AdultFriendFinder settles pop-up adware charges

Company has agreed to clean up its marketing practices and require consumers to give their consent before ads are displayed

A site billing itself as the world's largest sex and swingers community has settled charges with the U.S. Federal Trade Commission that it bombarded consumers with sexually explicit pop-up ads.

The owners of AdultFriendFinder.com were accused of pushing the ads through spyware that was often installed without consumers' knowledge, the FTC said in a complaint set to be filed Thursday in federal court. Victims who had never even visited sexually explicit sites would suddenly find themselves face to face with full-screen pornographic ads after typing innocuous sounding terms such as "flowers," "travel," and "vacations" into search engines.

The site's operator, Various Inc. of Palo Alto, California, has agreed to clean up its marketing practices and require consumers to give their consent before ads are displayed, and to set up a Web site where consumers can submit complaints. "The settlement bars the defendant from displaying sexually explicit online ads to consumers who are not seeking out sexually explicit content," the FTC said Thursday in a statement .

No fines were imposed as part of the settlement, Various' first with the FTC, and the company has admitted no wrongdoing. Federal law prohibits the FTC from imposing fines on first-time violators.

Various' other Web sites, such as Cams.com, Passion.com, and NudeCards.com, are also covered by the terms of the settlement.
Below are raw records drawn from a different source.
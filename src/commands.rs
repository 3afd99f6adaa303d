use std::fmt::Write as _;
use std::io::Write;
use std::path::Path;
use std::time::Duration;

use anyhow::Context;
use quarry_core::{AppContext, IndexStatus};
use quarry_index::{
    FileOutcome, ProgressEvent, RunSummary, SearchFilter, SearchHit, SearchQuery,
};
use quarry_llm::EmbeddingProvider;
use quarry_memory::CacheStats;
use tokio::sync::mpsc;
use tokio_util::sync::CancellationToken;

use crate::cli::{CacheCommand, Command};

const PREVIEW_LINES: usize = 4;

/// Run one subcommand to completion, writing human-readable output to `out`.
pub async fn run<P: EmbeddingProvider + 'static>(
    app: &AppContext<P>,
    command: Command,
    cancel: &CancellationToken,
    out: &mut impl Write,
) -> anyhow::Result<()> {
    match command {
        Command::Index { path, quiet } => {
            let summary = index(app, &path, cancel, quiet).await?;
            out.write_all(render_summary(&summary).as_bytes())?;
        }
        Command::Search {
            query,
            limit,
            mode,
            lang,
            file,
            project,
            categories,
            no_content,
        } => {
            let query = SearchQuery::new(query)
                .with_limit(limit.unwrap_or(0))
                .with_mode(mode)
                .with_filter(SearchFilter {
                    project,
                    file_path: file,
                    language: lang,
                    categories,
                });
            let hits = app.searcher.search(&query).await?;
            out.write_all(render_hits(&hits, !no_content).as_bytes())?;
        }
        Command::Watch { path } => {
            let summary = index(app, &path, cancel, true).await?;
            out.write_all(render_summary(&summary).as_bytes())?;
            if summary.cancelled {
                return Ok(());
            }
            let root = canonical(&path)?;
            let watcher = app.watch(&root, cancel.child_token())?;
            writeln!(out, "watching {} (ctrl-c to stop)", root.display())?;
            out.flush()?;
            cancel.cancelled().await;
            watcher.stop().await;
        }
        Command::Cache { action } => match action {
            CacheCommand::Stats => {
                let stats = app.cache.stats().await?;
                out.write_all(render_cache_stats(&stats).as_bytes())?;
            }
            CacheCommand::Purge { older_than_days } => {
                let ttl = older_than_days.map(|d| Duration::from_secs(d.saturating_mul(86_400)));
                let expired = app.cache.purge_expired(ttl).await?;
                let evicted = app.cache.evict_to_capacity().await?;
                writeln!(out, "purged {expired} expired, evicted {evicted} over capacity")?;
            }
            CacheCommand::Clear => {
                let removed = app.cache.clear().await?;
                writeln!(out, "removed {removed} cached embeddings")?;
            }
        },
        Command::Status => {
            let status = app.status().await?;
            out.write_all(render_status(&status).as_bytes())?;
        }
    }
    Ok(())
}

async fn index<P: EmbeddingProvider + 'static>(
    app: &AppContext<P>,
    path: &Path,
    cancel: &CancellationToken,
    quiet: bool,
) -> anyhow::Result<RunSummary> {
    let root = canonical(path)?;
    let (tx, rx) = mpsc::unbounded_channel();
    let printer = tokio::spawn(print_progress(rx, quiet));
    let result = app.indexer.index_directory(&root, cancel, Some(tx)).await;
    let _ = printer.await;
    result.with_context(|| format!("indexing {} failed", root.display()))
}

fn canonical(path: &Path) -> anyhow::Result<std::path::PathBuf> {
    std::fs::canonicalize(path).with_context(|| format!("cannot resolve {}", path.display()))
}

/// Drains progress until the sender side is dropped at the end of the run.
async fn print_progress(mut rx: mpsc::UnboundedReceiver<ProgressEvent>, quiet: bool) {
    while let Some(event) = rx.recv().await {
        if quiet && event.outcome != FileOutcome::Failed {
            continue;
        }
        eprintln!("{}", render_progress(&event));
    }
}

fn outcome_label(outcome: FileOutcome) -> &'static str {
    match outcome {
        FileOutcome::Indexed => "indexed",
        FileOutcome::Unchanged => "unchanged",
        FileOutcome::Skipped => "skipped",
        FileOutcome::Failed => "FAILED",
        FileOutcome::Cancelled => "cancelled",
        FileOutcome::Removed => "removed",
    }
}

pub fn render_progress(event: &ProgressEvent) -> String {
    let mut line = format!(
        "[{}/{}] {:<9} {}",
        event.index,
        event.total,
        outcome_label(event.outcome),
        event.file_path
    );
    if let Some(error) = &event.error {
        let _ = write!(line, ": {error}");
    }
    line
}

pub fn render_summary(summary: &RunSummary) -> String {
    let mut out = String::new();
    if summary.cancelled {
        out.push_str("run cancelled; completed files were saved\n");
    }
    let _ = writeln!(
        out,
        "{} files: {} indexed, {} unchanged, {} skipped, {} failed, {} removed ({} ms)",
        summary.files_discovered,
        summary.files_indexed,
        summary.files_unchanged,
        summary.files_skipped,
        summary.files_failed.len(),
        summary.files_deleted,
        summary.duration_ms
    );
    let _ = writeln!(
        out,
        "{} units written, {} units deleted",
        summary.units_indexed, summary.units_deleted
    );
    for (from, to) in &summary.renamed {
        let _ = writeln!(out, "renamed {from} -> {to}");
    }
    for failure in &summary.files_failed {
        let _ = writeln!(out, "failed {}: {}", failure.path, failure.reason);
    }
    out
}

pub fn render_hits(hits: &[SearchHit], with_content: bool) -> String {
    if hits.is_empty() {
        return "no results\n".into();
    }
    let mut out = String::new();
    for (i, hit) in hits.iter().enumerate() {
        let rank = |r: Option<usize>| r.map_or_else(|| "-".to_owned(), |r| format!("#{r}"));
        let _ = writeln!(
            out,
            "{}. {} [{} {}] score {:.4} (lexical {}, vector {})",
            i + 1,
            hit.header(),
            hit.language,
            hit.unit_type,
            hit.fused_score,
            rank(hit.lexical_rank),
            rank(hit.vector_rank)
        );
        if with_content {
            for line in hit.content.lines().take(PREVIEW_LINES) {
                let _ = writeln!(out, "    {line}");
            }
            if hit.content.lines().nth(PREVIEW_LINES).is_some() {
                out.push_str("    ...\n");
            }
        }
    }
    out
}

pub fn render_cache_stats(stats: &CacheStats) -> String {
    format!(
        "entries: {}\nsession hits: {}\nsession misses: {}\nhit rate: {:.1}%\ncorrupt entries dropped: {}\nlifetime hits: {}\n",
        stats.total_entries,
        stats.hits,
        stats.misses,
        stats.hit_rate * 100.0,
        stats.corruptions,
        stats.total_hits_recorded
    )
}

pub fn render_status(status: &IndexStatus) -> String {
    let points = status
        .vector_points
        .map_or_else(|| "unreachable".to_owned(), |n| n.to_string());
    let mut out = String::new();
    let _ = writeln!(out, "project: {}", status.project);
    let _ = writeln!(out, "files: {}", status.files);
    let _ = writeln!(out, "units: {} ({} searchable)", status.units, status.lexical_units);
    let _ = writeln!(out, "collection: {} ({points} points)", status.collection);
    let _ = writeln!(out, "provider: {} {}", status.provider, status.model);
    let _ = writeln!(out, "parser: {}", status.parser);
    let _ = writeln!(out, "cache entries: {}", status.cache.total_entries);
    let _ = writeln!(
        out,
        "pool: {} idle, {} in use, max {} (acquire avg {:.1} ms, p95 {:.1} ms)",
        status.pool.idle,
        status.pool.in_use,
        status.pool.max_size,
        status.pool.avg_wait_ms,
        status.pool.p95_wait_ms
    );
    out
}
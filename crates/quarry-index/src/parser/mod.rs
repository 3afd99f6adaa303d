//! Pluggable parsing of file bytes into semantic units.
//!
//! [`ParserBackend`] is chosen once at startup: the tree-sitter backend when at
//! least one grammar loads, otherwise the regex-based portable backend. Both
//! derive unit ids through [`crate::unit::unit_id`], so switching backends between
//! runs keeps ids stable for the same declarations.

mod native;
mod portable;

use std::collections::{BTreeSet, HashSet};

use serde::{Deserialize, Serialize};

pub use native::NativeParser;
pub use portable::PortableParser;

use crate::error::{IndexError, Result};
use crate::languages::Lang;
use crate::unit::SemanticUnit;

/// Which backend to use. `Auto` probes the native grammars.
#[derive(Debug, Clone, Copy, Default, PartialEq, Eq, Serialize, Deserialize)]
#[serde(rename_all = "lowercase")]
pub enum ParserPreference {
    #[default]
    Auto,
    Native,
    Portable,
}

impl std::str::FromStr for ParserPreference {
    type Err = IndexError;

    fn from_str(s: &str) -> Result<Self> {
        match s.to_ascii_lowercase().as_str() {
            "auto" => Ok(Self::Auto),
            "native" => Ok(Self::Native),
            "portable" => Ok(Self::Portable),
            other => Err(IndexError::Other(format!("unknown parser backend: {other}"))),
        }
    }
}

macro_rules! delegate_parser {
    ($self:expr, |$p:ident| $expr:expr) => {
        match $self {
            ParserBackend::Native($p) => $expr,
            ParserBackend::Portable($p) => $expr,
        }
    };
}

#[derive(Debug, Clone)]
pub enum ParserBackend {
    Native(NativeParser),
    Portable(PortableParser),
}

impl ParserBackend {
    /// Pick the native backend if any grammar loads, otherwise fall back to the
    /// portable one.
    #[must_use]
    pub fn probe() -> Self {
        match NativeParser::probe() {
            Some(native) => {
                tracing::info!(
                    languages = native.supported_languages().len(),
                    "using tree-sitter parser"
                );
                Self::Native(native)
            }
            None => {
                tracing::warn!("no tree-sitter grammar available, using portable parser");
                Self::Portable(PortableParser::new())
            }
        }
    }

    /// # Errors
    ///
    /// Returns an error when `Native` is forced but no grammar is available.
    pub fn from_preference(pref: ParserPreference) -> Result<Self> {
        match pref {
            ParserPreference::Auto => Ok(Self::probe()),
            ParserPreference::Native => NativeParser::probe().map(Self::Native).ok_or_else(|| {
                IndexError::Other("native parser requested but no grammar is available".into())
            }),
            ParserPreference::Portable => Ok(Self::Portable(PortableParser::new())),
        }
    }

    /// Parse `content` as `lang`. `file_path` is the root-relative path recorded on
    /// every unit.
    ///
    /// # Errors
    ///
    /// Returns [`IndexError::ParseFailure`] for non-UTF-8 content, unsupported
    /// languages, or a grammar failure.
    pub fn parse(&self, content: &[u8], file_path: &str, lang: Lang) -> Result<Vec<SemanticUnit>> {
        let source = std::str::from_utf8(content).map_err(|e| IndexError::ParseFailure {
            path: file_path.to_owned(),
            reason: format!("not valid UTF-8: {e}"),
        })?;
        if !self.supported_languages().contains(&lang) {
            return Err(IndexError::ParseFailure {
                path: file_path.to_owned(),
                reason: format!("{lang} not supported by the {} parser", self.name()),
            });
        }
        if source.trim().is_empty() {
            return Ok(Vec::new());
        }
        if lang.is_whole_file() {
            return Ok(vec![SemanticUnit::whole_file(file_path, source, lang)]);
        }
        let mut units = delegate_parser!(self, |p| p.parse_source(source, file_path, lang))?;
        // Two declarations can share a name and start line (`struct Foo; impl Foo {}`);
        // the first one keeps the id.
        let mut seen = HashSet::new();
        units.retain(|u| seen.insert(u.unit_id.clone()));
        if units.is_empty() {
            units.push(SemanticUnit::whole_file(file_path, source, lang));
        }
        Ok(units)
    }

    #[must_use]
    pub fn supported_languages(&self) -> BTreeSet<Lang> {
        delegate_parser!(self, |p| p.supported_languages())
    }

    #[must_use]
    pub fn name(&self) -> &'static str {
        match self {
            Self::Native(_) => "native",
            Self::Portable(_) => "portable",
        }
    }
}
//! Reciprocal Rank Fusion of the lexical and vector rankings.
//!
//! A unit at 1-based rank `r` in a list contributes `1 / (k + r)`. Contributions
//! from both lists are summed; a unit absent from a list gets nothing from it.

use std::collections::HashMap;

pub const DEFAULT_RRF_K: f64 = 60.0;

#[derive(Debug, Clone, PartialEq)]
pub struct SearchResult {
    pub unit_id: String,
    /// 1-based rank in the lexical list, if the unit matched lexically.
    pub lexical_rank: Option<usize>,
    /// 1-based rank in the vector list, if the unit was in the top K.
    pub vector_rank: Option<usize>,
    pub fused_score: f64,
}

fn sanitize_k(k: f64) -> f64 {
    if k.is_finite() && k >= 0.0 { k } else { DEFAULT_RRF_K }
}

#[allow(clippy::cast_precision_loss)]
fn contribution(k: f64, rank: usize) -> f64 {
    1.0 / (k + rank as f64)
}

/// Fuse two ranked id lists and return the best `limit` results.
///
/// Ordering is fused score descending, then unit id ascending, so equal
/// inputs always produce the same output. A repeated id within one list
/// counts only at its first (best) rank.
#[must_use]
pub fn reciprocal_rank_fusion<L, V>(lexical: &[L], vector: &[V], k: f64, limit: usize) -> Vec<SearchResult>
where
    L: AsRef<str>,
    V: AsRef<str>,
{
    let k = sanitize_k(k);
    let mut fused: HashMap<&str, SearchResult> = HashMap::with_capacity(lexical.len() + vector.len());

    for (i, id) in lexical.iter().enumerate() {
        let rank = i + 1;
        let hit = fused.entry(id.as_ref()).or_insert_with(|| SearchResult {
            unit_id: id.as_ref().to_owned(),
            lexical_rank: None,
            vector_rank: None,
            fused_score: 0.0,
        });
        if hit.lexical_rank.is_none() {
            hit.lexical_rank = Some(rank);
            hit.fused_score += contribution(k, rank);
        }
    }
    for (i, id) in vector.iter().enumerate() {
        let rank = i + 1;
        let hit = fused.entry(id.as_ref()).or_insert_with(|| SearchResult {
            unit_id: id.as_ref().to_owned(),
            lexical_rank: None,
            vector_rank: None,
            fused_score: 0.0,
        });
        if hit.vector_rank.is_none() {
            hit.vector_rank = Some(rank);
            hit.fused_score += contribution(k, rank);
        }
    }

    let mut results: Vec<SearchResult> = fused.into_values().collect();
    sort_results(&mut results);
    results.truncate(limit);
    tracing::debug!(
        lexical = lexical.len(),
        vector = vector.len(),
        returned = results.len(),
        "rrf fusion"
    );
    results
}

/// Fused score descending, unit id ascending.
pub fn sort_results(results: &mut [SearchResult]) {
    results.sort_by(|a, b| {
        b.fused_score
            .total_cmp(&a.fused_score)
            .then_with(|| a.unit_id.cmp(&b.unit_id))
    });
}
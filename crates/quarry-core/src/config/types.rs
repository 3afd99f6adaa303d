use std::time::Duration;

use quarry_index::indexer::{DEFAULT_EXCLUDES, IndexerConfig};
use quarry_index::{ParserPreference, SearchConfig};
use quarry_memory::cache::CacheConfig;
use quarry_memory::{GatewayConfig, PoolConfig};
use serde::{Deserialize, Serialize};

#[derive(Debug, Clone, Default, PartialEq, Deserialize, Serialize)]
pub struct Config {
    #[serde(default)]
    pub llm: LlmConfig,
    #[serde(default)]
    pub storage: StorageConfig,
    #[serde(default)]
    pub vector_store: VectorStoreConfig,
    #[serde(default)]
    pub cache: CacheSettings,
    #[serde(default)]
    pub index: IndexSettings,
    #[serde(default)]
    pub search: SearchSettings,
}

/// Embedding backend selector.
#[derive(Debug, Clone, Copy, Default, PartialEq, Eq, Deserialize, Serialize)]
#[serde(rename_all = "lowercase")]
pub enum ProviderKind {
    #[default]
    Ollama,
    OpenAi,
    /// Deterministic offline backend, only available with the `mock` feature.
    Mock,
}

impl ProviderKind {
    #[must_use]
    pub fn as_str(self) -> &'static str {
        match self {
            Self::Ollama => "ollama",
            Self::OpenAi => "openai",
            Self::Mock => "mock",
        }
    }
}

impl std::fmt::Display for ProviderKind {
    fn fmt(&self, f: &mut std::fmt::Formatter<'_>) -> std::fmt::Result {
        f.write_str(self.as_str())
    }
}

#[derive(Debug, Clone, PartialEq, Eq, Deserialize, Serialize)]
pub struct LlmConfig {
    #[serde(default)]
    pub provider: ProviderKind,
    #[serde(default = "default_base_url")]
    pub base_url: String,
    #[serde(default = "default_embedding_model")]
    pub embedding_model: String,
    /// Bumped by hand when the served weights change under the same model name.
    #[serde(default = "default_model_version")]
    pub model_version: String,
    #[serde(default = "default_batch_size")]
    pub batch_size: usize,
    #[serde(default = "default_llm_max_retries")]
    pub max_retries: u32,
    /// Only read from `QUARRY_OPENAI_API_KEY`, never written back out.
    #[serde(skip)]
    pub api_key: Option<String>,
}

fn default_base_url() -> String {
    "http://localhost:11434".into()
}

fn default_embedding_model() -> String {
    "nomic-embed-text".into()
}

fn default_model_version() -> String {
    "1".into()
}

fn default_batch_size() -> usize {
    32
}

fn default_llm_max_retries() -> u32 {
    3
}

impl Default for LlmConfig {
    fn default() -> Self {
        Self {
            provider: ProviderKind::default(),
            base_url: default_base_url(),
            embedding_model: default_embedding_model(),
            model_version: default_model_version(),
            batch_size: default_batch_size(),
            max_retries: default_llm_max_retries(),
            api_key: None,
        }
    }
}

#[derive(Debug, Clone, PartialEq, Eq, Deserialize, Serialize)]
pub struct StorageConfig {
    #[serde(default = "default_sqlite_path")]
    pub sqlite_path: String,
}

fn default_sqlite_path() -> String {
    "./.quarry/quarry.db".into()
}

impl Default for StorageConfig {
    fn default() -> Self {
        Self {
            sqlite_path: default_sqlite_path(),
        }
    }
}

#[derive(Debug, Clone, Copy, Default, PartialEq, Eq, Deserialize, Serialize)]
#[serde(rename_all = "lowercase")]
pub enum VectorBackend {
    #[default]
    Qdrant,
    /// Process-local store. Vectors do not survive a restart.
    Memory,
}

#[derive(Debug, Clone, PartialEq, Eq, Deserialize, Serialize)]
pub struct VectorStoreConfig {
    #[serde(default)]
    pub backend: VectorBackend,
    #[serde(default = "default_qdrant_url")]
    pub url: String,
    #[serde(default = "default_collection")]
    pub collection: String,
    #[serde(default = "default_upsert_chunk_size")]
    pub upsert_chunk_size: usize,
    #[serde(default = "default_delete_chunk_size")]
    pub delete_chunk_size: usize,
    #[serde(default = "default_store_max_retries")]
    pub max_retries: u32,
    #[serde(default)]
    pub pool: PoolSettings,
}

fn default_qdrant_url() -> String {
    "http://localhost:6334".into()
}

fn default_collection() -> String {
    "quarry_code_units".into()
}

fn default_upsert_chunk_size() -> usize {
    64
}

fn default_delete_chunk_size() -> usize {
    256
}

fn default_store_max_retries() -> u32 {
    2
}

impl Default for VectorStoreConfig {
    fn default() -> Self {
        Self {
            backend: VectorBackend::default(),
            url: default_qdrant_url(),
            collection: default_collection(),
            upsert_chunk_size: default_upsert_chunk_size(),
            delete_chunk_size: default_delete_chunk_size(),
            max_retries: default_store_max_retries(),
            pool: PoolSettings::default(),
        }
    }
}

impl VectorStoreConfig {
    #[must_use]
    pub fn gateway_config(&self) -> GatewayConfig {
        GatewayConfig {
            collection: self.collection.clone(),
            upsert_chunk_size: self.upsert_chunk_size,
            delete_chunk_size: self.delete_chunk_size,
            max_retries: self.max_retries,
            pool: self.pool.pool_config(),
            ..GatewayConfig::default()
        }
    }
}

#[derive(Debug, Clone, Copy, PartialEq, Eq, Deserialize, Serialize)]
pub struct PoolSettings {
    #[serde(default = "default_pool_min")]
    pub min_size: usize,
    #[serde(default = "default_pool_max")]
    pub max_size: usize,
    #[serde(default = "default_acquire_timeout_secs")]
    pub acquire_timeout_secs: u64,
    #[serde(default = "default_max_age_secs")]
    pub max_age_secs: u64,
    #[serde(default = "default_health_check_after_secs")]
    pub health_check_after_secs: u64,
    #[serde(default = "default_max_consecutive_errors")]
    pub max_consecutive_errors: u32,
}

fn default_pool_min() -> usize {
    1
}

fn default_pool_max() -> usize {
    5
}

fn default_acquire_timeout_secs() -> u64 {
    10
}

fn default_max_age_secs() -> u64 {
    3600
}

fn default_health_check_after_secs() -> u64 {
    30
}

fn default_max_consecutive_errors() -> u32 {
    3
}

impl Default for PoolSettings {
    fn default() -> Self {
        Self {
            min_size: default_pool_min(),
            max_size: default_pool_max(),
            acquire_timeout_secs: default_acquire_timeout_secs(),
            max_age_secs: default_max_age_secs(),
            health_check_after_secs: default_health_check_after_secs(),
            max_consecutive_errors: default_max_consecutive_errors(),
        }
    }
}

impl PoolSettings {
    #[must_use]
    pub fn pool_config(&self) -> PoolConfig {
        PoolConfig {
            min_size: self.min_size,
            max_size: self.max_size,
            acquire_timeout: Duration::from_secs(self.acquire_timeout_secs),
            max_age: Duration::from_secs(self.max_age_secs),
            health_check_after: Duration::from_secs(self.health_check_after_secs),
            max_consecutive_errors: self.max_consecutive_errors,
        }
    }
}

#[derive(Debug, Clone, Copy, PartialEq, Eq, Deserialize, Serialize)]
pub struct CacheSettings {
    #[serde(default = "default_ttl_days")]
    pub ttl_days: u64,
    #[serde(default = "default_max_entries")]
    pub max_entries: u64,
}

fn default_ttl_days() -> u64 {
    30
}

fn default_max_entries() -> u64 {
    100_000
}

impl Default for CacheSettings {
    fn default() -> Self {
        Self {
            ttl_days: default_ttl_days(),
            max_entries: default_max_entries(),
        }
    }
}

impl CacheSettings {
    #[must_use]
    pub fn cache_config(&self) -> CacheConfig {
        CacheConfig {
            ttl: Duration::from_secs(self.ttl_days.saturating_mul(86_400)),
            max_entries: self.max_entries,
        }
    }
}

#[derive(Debug, Clone, PartialEq, Eq, Deserialize, Serialize)]
pub struct IndexSettings {
    #[serde(default = "default_project")]
    pub project: String,
    #[serde(default = "default_max_concurrent_files")]
    pub max_concurrent_files: usize,
    #[serde(default = "default_max_file_size")]
    pub max_file_size: u64,
    #[serde(default)]
    pub include: Vec<String>,
    #[serde(default = "default_exclude")]
    pub exclude: Vec<String>,
    #[serde(default)]
    pub parser: ParserPreference,
    #[serde(default = "default_watch_debounce_ms")]
    pub watch_debounce_ms: u64,
}

fn default_project() -> String {
    "default".into()
}

fn default_max_concurrent_files() -> usize {
    4
}

fn default_max_file_size() -> u64 {
    quarry_index::change::DEFAULT_MAX_FILE_SIZE
}

fn default_exclude() -> Vec<String> {
    DEFAULT_EXCLUDES.iter().map(|s| (*s).to_owned()).collect()
}

fn default_watch_debounce_ms() -> u64 {
    500
}

impl Default for IndexSettings {
    fn default() -> Self {
        Self {
            project: default_project(),
            max_concurrent_files: default_max_concurrent_files(),
            max_file_size: default_max_file_size(),
            include: Vec::new(),
            exclude: default_exclude(),
            parser: ParserPreference::default(),
            watch_debounce_ms: default_watch_debounce_ms(),
        }
    }
}

impl IndexSettings {
    #[must_use]
    pub fn indexer_config(&self) -> IndexerConfig {
        IndexerConfig {
            project: self.project.clone(),
            max_concurrent_files: self.max_concurrent_files,
            max_file_size: self.max_file_size,
            include: self.include.clone(),
            exclude: self.exclude.clone(),
        }
    }

    #[must_use]
    pub fn watch_debounce(&self) -> Duration {
        Duration::from_millis(self.watch_debounce_ms)
    }
}

#[derive(Debug, Clone, Copy, PartialEq, Deserialize, Serialize)]
pub struct SearchSettings {
    #[serde(default = "default_rrf_k")]
    pub rrf_k: f64,
    #[serde(default = "default_limit")]
    pub default_limit: usize,
    #[serde(default = "default_candidate_multiplier")]
    pub candidate_multiplier: usize,
}

fn default_rrf_k() -> f64 {
    quarry_index::DEFAULT_RRF_K
}

fn default_limit() -> usize {
    10
}

fn default_candidate_multiplier() -> usize {
    3
}

impl Default for SearchSettings {
    fn default() -> Self {
        Self {
            rrf_k: default_rrf_k(),
            default_limit: default_limit(),
            candidate_multiplier: default_candidate_multiplier(),
        }
    }
}

impl SearchSettings {
    #[must_use]
    pub fn search_config(&self) -> SearchConfig {
        SearchConfig {
            rrf_k: self.rrf_k,
            default_limit: self.default_limit,
            candidate_multiplier: self.candidate_multiplier,
        }
    }
}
Spyware researcher Ben Edelman says that unwanted pornographic ads are a widespread problem. "Unrequested displays of sexually-explicit content largely arise out of the unaccountability pervasive in the spyware space," the Harvard Business School assistant professor wrote in a June 2006 post to his Web site , which documented a number of examples of the problem.

Because of the way that spyware is disseminated it is easy for the parties involved to blame each other for the pop-up ads, he said. "Ad networks may claim that other ad networks told them... that traffic was suitable for sexually-explicit ad display. Spyware vendors will blame other spyware for having suggested that users wanted such content. In all likelihood, no party will take responsibility," he wrote.